The intention was to boost the building of desperately needed new homes - a commitment that was recently reaffirmed by Sajid Javid, the Secretary of State for Communities and Local Government - at the same time as giving local residents a greater say in how this would be achieved. The key here seems to be the need for communities to accept a reasonable level of development, rather than seeking to use the Neighbourhood Plan process as a means of resisting housing.
However, decisions at all levels have shown a conflict in the weight that should be afforded to Neighbourhood Plans where a Local Planning Authority (LPA) does not have a five year housing land supply (HLS).
In such circumstances, the National Planning Policy Framework (NPPF) requires that any policies for the restriction of housing should be considered out of date. That being the case it would seem logical that this not only applies to Local Plan policies, but also Neighbourhood Plan policies too? Not always so.
Generally, LPAs are accepting that where they are unable to demonstrate a five year HLS, policies contained within Neighbourhood Plans should only be given weight where they do not seek to restrict housing delivery.
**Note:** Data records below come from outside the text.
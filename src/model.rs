use serde::{Deserialize, Serialize};

/// One recovered organizational unit.
///
/// `section` is empty for a bureau-level row. `expanded_from` holds the printed
/// literal when the bureau name came out of a template expansion, and
/// `bureau_alias` is only ever filled by the alias pass.
#[derive(Debug, Clone, Default, PartialEq, Eq, Serialize, Deserialize)]
pub struct Entry {
    pub ministry: String,
    pub category: String,
    pub bureau: String,
    pub section: String,
    pub expanded_from: String,
    pub bureau_alias: String,
}

impl Entry {
    pub fn key(&self) -> (&str, &str, &str, &str) {
        (
            self.ministry.as_str(),
            self.category.as_str(),
            self.bureau.as_str(),
            self.section.as_str(),
        )
    }

    pub fn is_expanded(&self) -> bool {
        !self.expanded_from.is_empty()
    }
}

#[derive(Debug, Clone, Default, PartialEq, Eq, Serialize, Deserialize)]
pub struct RecoverySummary {
    pub pages_in: usize,
    pub pages_balanced: usize,
    pub blocks_total: usize,
    pub blocks_empty: usize,
    pub ministry_headers: usize,
    pub generic_headers_skipped: usize,
    pub categories: usize,
    pub bracket_lines: usize,
    pub bare_bureau_lines: usize,
    pub template_expansions: usize,
    pub carried_expansions: usize,
    pub orphan_template_lines: usize,
    pub unmatched_blocks: usize,
    pub ordinals_dropped: usize,
    pub entries_emitted: usize,
    pub empty_ministry_dropped: usize,
    pub duplicates_dropped: usize,
    pub aliases_assigned: usize,
    pub entries_total: usize,
    pub ministries: usize,
    pub unique_bureaus: usize,
    pub unique_sections: usize,
    pub expanded_entries: usize,
}

#[derive(Debug, Clone, Serialize, Deserialize)]
pub struct ToolVersions {
    pub kikou: String,
    pub pdftotext: Option<String>,
}

#[derive(Debug, Clone, Serialize, Deserialize)]
pub struct SourceDocument {
    pub path: String,
    pub doc_id: String,
    pub sha256: String,
    pub page_count: usize,
}

#[derive(Debug, Clone, Serialize, Deserialize)]
pub struct ExtractPaths {
    pub cache_root: String,
    pub manifest_dir: String,
    pub recipients_db_path: String,
    pub names_file_path: Option<String>,
    pub db_path: String,
    pub entries_json_path: Option<String>,
}

#[derive(Debug, Clone, Serialize, Deserialize)]
pub struct ExtractRunManifest {
    pub manifest_version: u32,
    pub run_id: String,
    pub db_schema_version: String,
    pub status: String,
    pub started_at: String,
    pub updated_at: String,
    pub command: String,
    pub tool_versions: ToolVersions,
    pub source: SourceDocument,
    pub paths: ExtractPaths,
    pub summary: RecoverySummary,
    pub warnings: Vec<String>,
}
use super::*;

fn recipients_connection(names: &[&str]) -> Connection {
    let connection = Connection::open_in_memory().expect("in-memory db should open");
    connection
        .execute_batch("CREATE TABLE recipients (recipient_name TEXT NOT NULL, amount INTEGER);")
        .expect("recipients table should be created");
    for name in names {
        connection
            .execute(
                "INSERT INTO recipients(recipient_name, amount) VALUES(?1, 0)",
                params![name],
            )
            .expect("recipient row should insert");
    }
    connection
}

fn entry(bureau: &str, section: &str) -> Entry {
    Entry {
        ministry: "外務省".to_string(),
        category: "内部部局".to_string(),
        bureau: bureau.to_string(),
        section: section.to_string(),
        ..Entry::default()
    }
}

fn extract_args(text: PathBuf) -> ExtractArgs {
    ExtractArgs {
        pdf: None,
        text: Some(text),
        layout: false,
        max_pages: None,
        cache_root: PathBuf::from(".cache/kikou"),
        recipients_db: PathBuf::from("data/result/recipients.db"),
        names_file: None,
        db_path: None,
        entries_json: None,
        manifest_path: None,
    }
}

#[test]
fn split_pages_drops_nul_and_trailing_blank_pages() {
    let pages = split_pages("Ⅰ 外務省\u{0000}\n\u{000C}  大臣官房\n\u{000C}  \n\u{000C}");
    assert_eq!(pages, vec!["Ⅰ 外務省\n", "  大臣官房\n"]);
}

#[test]
fn load_pages_reads_form_feed_text_and_honours_max_pages() {
    let path = std::env::temp_dir().join(format!(
        "kikou_pages_{}_{}.txt",
        std::process::id(),
        Utc::now().timestamp_nanos_opt().unwrap_or_default()
    ));
    fs::write(&path, "  Ⅰ 外務省\u{000C}  大臣官房\u{000C}  総務局\n").expect("fixture should write");

    let mut args = extract_args(path.clone());
    args.max_pages = Some(2);
    let loaded = load_pages(&args).expect("text pages should load");
    let _ = fs::remove_file(&path);

    assert_eq!(loaded.pages, vec!["  Ⅰ 外務省", "  大臣官房"]);
    assert_eq!(loaded.source_path, path);
    assert!(loaded.pdftotext_version.is_none());
}

#[test]
fn recipient_lookup_reports_known_names() {
    let lookup = RecipientLookup::from_connection(recipients_connection(&["九州防衛局"]))
        .expect("lookup should accept recipients table");

    assert!(lookup.exists("九州防衛局").expect("lookup should succeed"));
    assert!(!lookup.exists("九州地方防衛局").expect("lookup should succeed"));
}

#[test]
fn recipient_lookup_rejects_store_without_recipients_table() {
    let connection = Connection::open_in_memory().expect("in-memory db should open");
    assert!(RecipientLookup::from_connection(connection).is_err());
}

#[test]
fn recipient_lookup_rejects_missing_file() {
    let missing = std::env::temp_dir().join("kikou_missing_recipients_store.db");
    assert!(RecipientLookup::open(&missing).is_err());
}

#[test]
fn recover_with_recipient_lookup_assigns_alias() {
    let lookup = RecipientLookup::from_connection(recipients_connection(&["東北防衛局"]))
        .expect("lookup should accept recipients table");
    let pages = vec!["  Ⅰ 防衛省\n  地方防衛局８\n  ＜北海道、東北＞".to_string()];

    let recovery = recovery::recover(&pages, &lookup).expect("recovery should succeed");
    let aliased = recovery
        .entries
        .iter()
        .filter(|entry| !entry.bureau_alias.is_empty())
        .map(|entry| (entry.bureau.as_str(), entry.bureau_alias.as_str()))
        .collect::<Vec<_>>();
    assert_eq!(aliased, vec![("東北地方防衛局", "東北防衛局")]);
}

#[test]
fn replace_entries_overwrites_previous_rows_of_same_document() {
    let mut connection = Connection::open_in_memory().expect("in-memory db should open");
    ensure_schema(&connection).expect("schema should be created");

    let first = vec![entry("大臣官房", ""), entry("大臣官房", "総務課")];
    assert_eq!(
        replace_entries(&mut connection, "r071215kouji", &first).expect("insert should succeed"),
        2
    );
    replace_entries(&mut connection, "other", &[entry("国際局", "")])
        .expect("insert should succeed");

    let second = vec![entry("総合外交政策局", "")];
    replace_entries(&mut connection, "r071215kouji", &second).expect("replace should succeed");

    let total = count_rows(&connection, "SELECT COUNT(*) FROM organizations")
        .expect("count should succeed");
    assert_eq!(total, 2);
    let bureau: String = connection
        .query_row(
            "SELECT bureau FROM organizations WHERE doc_id = 'r071215kouji'",
            [],
            |row| row.get(0),
        )
        .expect("row should exist");
    assert_eq!(bureau, "総合外交政策局");

    let version: String = connection
        .query_row(
            "SELECT value FROM metadata WHERE key = 'db_schema_version'",
            [],
            |row| row.get(0),
        )
        .expect("schema version should be recorded");
    assert_eq!(version, DB_SCHEMA_VERSION);
}

#[test]
fn render_extract_command_lists_explicit_options() {
    let mut args = extract_args(PathBuf::from("data/ichiran.txt"));
    args.max_pages = Some(40);
    args.entries_json = Some(PathBuf::from("out/entries.json"));
    args.names_file = Some(PathBuf::from("data/names.txt"));

    assert_eq!(
        render_extract_command(&args),
        "kikou extract --text data/ichiran.txt --max-pages 40 --cache-root .cache/kikou \
         --recipients-db data/result/recipients.db --names-file data/names.txt \
         --entries-json out/entries.json"
    );
}

#[test]
fn name_list_file_feeds_alias_resolution() {
    let path = std::env::temp_dir().join(format!(
        "kikou_names_{}_{}.txt",
        std::process::id(),
        Utc::now().timestamp_nanos_opt().unwrap_or_default()
    ));
    fs::write(&path, "# attested names\n九州防衛局\n\n  東北防衛局  \n").expect("fixture should write");
    let lookup = load_name_list(&path).expect("name list should load");
    let _ = fs::remove_file(&path);

    assert!(lookup.exists("東北防衛局").expect("lookup should succeed"));
    assert!(!lookup.exists("# attested names").expect("lookup should succeed"));

    let pages = vec!["  Ⅰ 防衛省\n  地方防衛局８\n  ＜九州、東北＞".to_string()];
    let recovery = recovery::recover(&pages, &lookup).expect("recovery should succeed");
    assert_eq!(recovery.summary.aliases_assigned, 2);
}

#[test]
fn name_list_without_names_is_rejected() {
    let path = std::env::temp_dir().join(format!(
        "kikou_empty_names_{}_{}.txt",
        std::process::id(),
        Utc::now().timestamp_nanos_opt().unwrap_or_default()
    ));
    fs::write(&path, "# nothing yet\n\n").expect("fixture should write");
    let loaded = load_name_list(&path);
    let _ = fs::remove_file(&path);

    assert!(loaded.is_err());
}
But, the decisions of Planning Inspectors, the Secretary of State and the High Courts are telling a different, and very mixed, story.
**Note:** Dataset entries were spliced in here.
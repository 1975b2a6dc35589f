use super::*;

pub(crate) fn default_db_path(cache_root: &Path) -> PathBuf {
    cache_root.join("kikou.sqlite")
}

pub(crate) fn configure_connection(connection: &Connection) -> Result<()> {
    connection
        .pragma_update(None, "journal_mode", "WAL")
        .context("failed to set journal_mode=WAL")?;
    connection
        .pragma_update(None, "synchronous", "NORMAL")
        .context("failed to set synchronous=NORMAL")?;
    Ok(())
}

pub(crate) fn ensure_schema(connection: &Connection) -> Result<()> {
    connection
        .execute_batch(
            "
            CREATE TABLE IF NOT EXISTS metadata (
              key TEXT PRIMARY KEY,
              value TEXT NOT NULL
            );

            CREATE TABLE IF NOT EXISTS organizations (
              doc_id TEXT NOT NULL,
              seq INTEGER NOT NULL,
              ministry TEXT NOT NULL,
              category TEXT NOT NULL,
              bureau TEXT NOT NULL,
              bureau_alias TEXT NOT NULL DEFAULT '',
              section TEXT NOT NULL,
              expanded_from TEXT NOT NULL DEFAULT '',
              PRIMARY KEY(doc_id, ministry, category, bureau, section)
            );

            CREATE INDEX IF NOT EXISTS idx_organizations_bureau ON organizations(bureau);
            CREATE INDEX IF NOT EXISTS idx_organizations_alias ON organizations(bureau_alias);
            ",
        )
        .context("failed to create output schema")?;

    upsert_metadata(connection, "db_schema_version", DB_SCHEMA_VERSION)?;
    Ok(())
}

pub(crate) fn upsert_metadata(connection: &Connection, key: &str, value: &str) -> Result<()> {
    connection
        .execute(
            "INSERT INTO metadata(key, value) VALUES(?1, ?2)
             ON CONFLICT(key) DO UPDATE SET value=excluded.value",
            params![key, value],
        )
        .with_context(|| format!("failed to write metadata key {key}"))?;
    Ok(())
}

/// Replaces every stored row of `doc_id` with `entries`, in one transaction.
pub(crate) fn replace_entries(
    connection: &mut Connection,
    doc_id: &str,
    entries: &[Entry],
) -> Result<usize> {
    let tx = connection.transaction()?;

    let removed = tx
        .execute("DELETE FROM organizations WHERE doc_id = ?1", params![doc_id])
        .with_context(|| format!("failed to clear previous rows for {doc_id}"))?;
    if removed > 0 {
        info!(doc_id = %doc_id, removed, "cleared previous organization rows");
    }

    {
        let mut statement = tx
            .prepare(
                "
                INSERT INTO organizations(
                  doc_id, seq, ministry, category, bureau, bureau_alias, section, expanded_from
                )
                VALUES(?1, ?2, ?3, ?4, ?5, ?6, ?7, ?8)
                ",
            )
            .context("failed to prepare organization insert")?;

        for (seq, entry) in entries.iter().enumerate() {
            statement
                .execute(params![
                    doc_id,
                    seq as i64,
                    entry.ministry,
                    entry.category,
                    entry.bureau,
                    entry.bureau_alias,
                    entry.section,
                    entry.expanded_from,
                ])
                .with_context(|| {
                    format!(
                        "failed to insert organization row {} / {} / {}",
                        entry.ministry, entry.bureau, entry.section
                    )
                })?;
        }
    }

    tx.commit().context("failed to commit organization rows")?;
    Ok(entries.len())
}

pub(crate) fn count_rows(connection: &Connection, sql: &str) -> Result<i64> {
    let count = connection.query_row(sql, [], |row| row.get(0))?;
    Ok(count)
}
The High Court decisions of Crane v SSCLS  and Woodcock Holdings Ltd v SSCLD  are well known. In the former, the Mr Justice Lindblom concluded that development proposals must be considered on their own merits, and that a lack of a five year HLS does not necessarily preclude the decision maker from giving weight to policies within a Development Plan, including those within a Neighbourhood Plan. However, in the latter case, the High Court ruled that decision makers must be ‘alive’ to paragraphs 14 & 49 of the NPPF where restrictive policies are contained within Neighbourhood Plans.
Most recently, two planning appeals for housing in Lindfield (Mid Sussex District Council – August 2016) and Yapton (Arun District Council – September 2016) have been determined by the Secretary of State following recommendations from the same Inspector. Both schemes were in localities benefitting from Neighbourhood Plans but lacking a five year HLS.
The Inspector concluded that the appeals should, on balance, be allowed, and that policies contained within the respective Neighbourhood Plans should be considered out of date.
Subsequently, the appeals were recovered by the Secretary of State for determination and he came to two different conclusions as to the weight that should be afforded to a Neighbourhood Plan.
In the Lindfield decision, he concluded that as a result of a lack of five year HLS, policies contained within the Neighbourhood Plan must be considered out of date and that on balance, planning permission should be granted. While in Yapton, the Secretary of State concluded that, notwithstanding a lack of five year HLS, very substantial weight should be given to conflict with a Neighbourhood Plan. He therefore dismissed the appeal.
The government remains committed to providing local residents with a voice and the means to shape development in their neighbourhoods. However, certainly in the South East, this seems to be at odds with the commitment to boost housing delivery, clearly demonstrated in the above cases.
Clearly, it should not be assumed that a lack of a five year HLS always provides a platform for speculative planning applications. Our advice? Where there is a made Neighbourhood Plan, or even an emerging Neighbourhood Plan, proceed with caution.
Take advice and be prepared for a tumultuous decision-making process.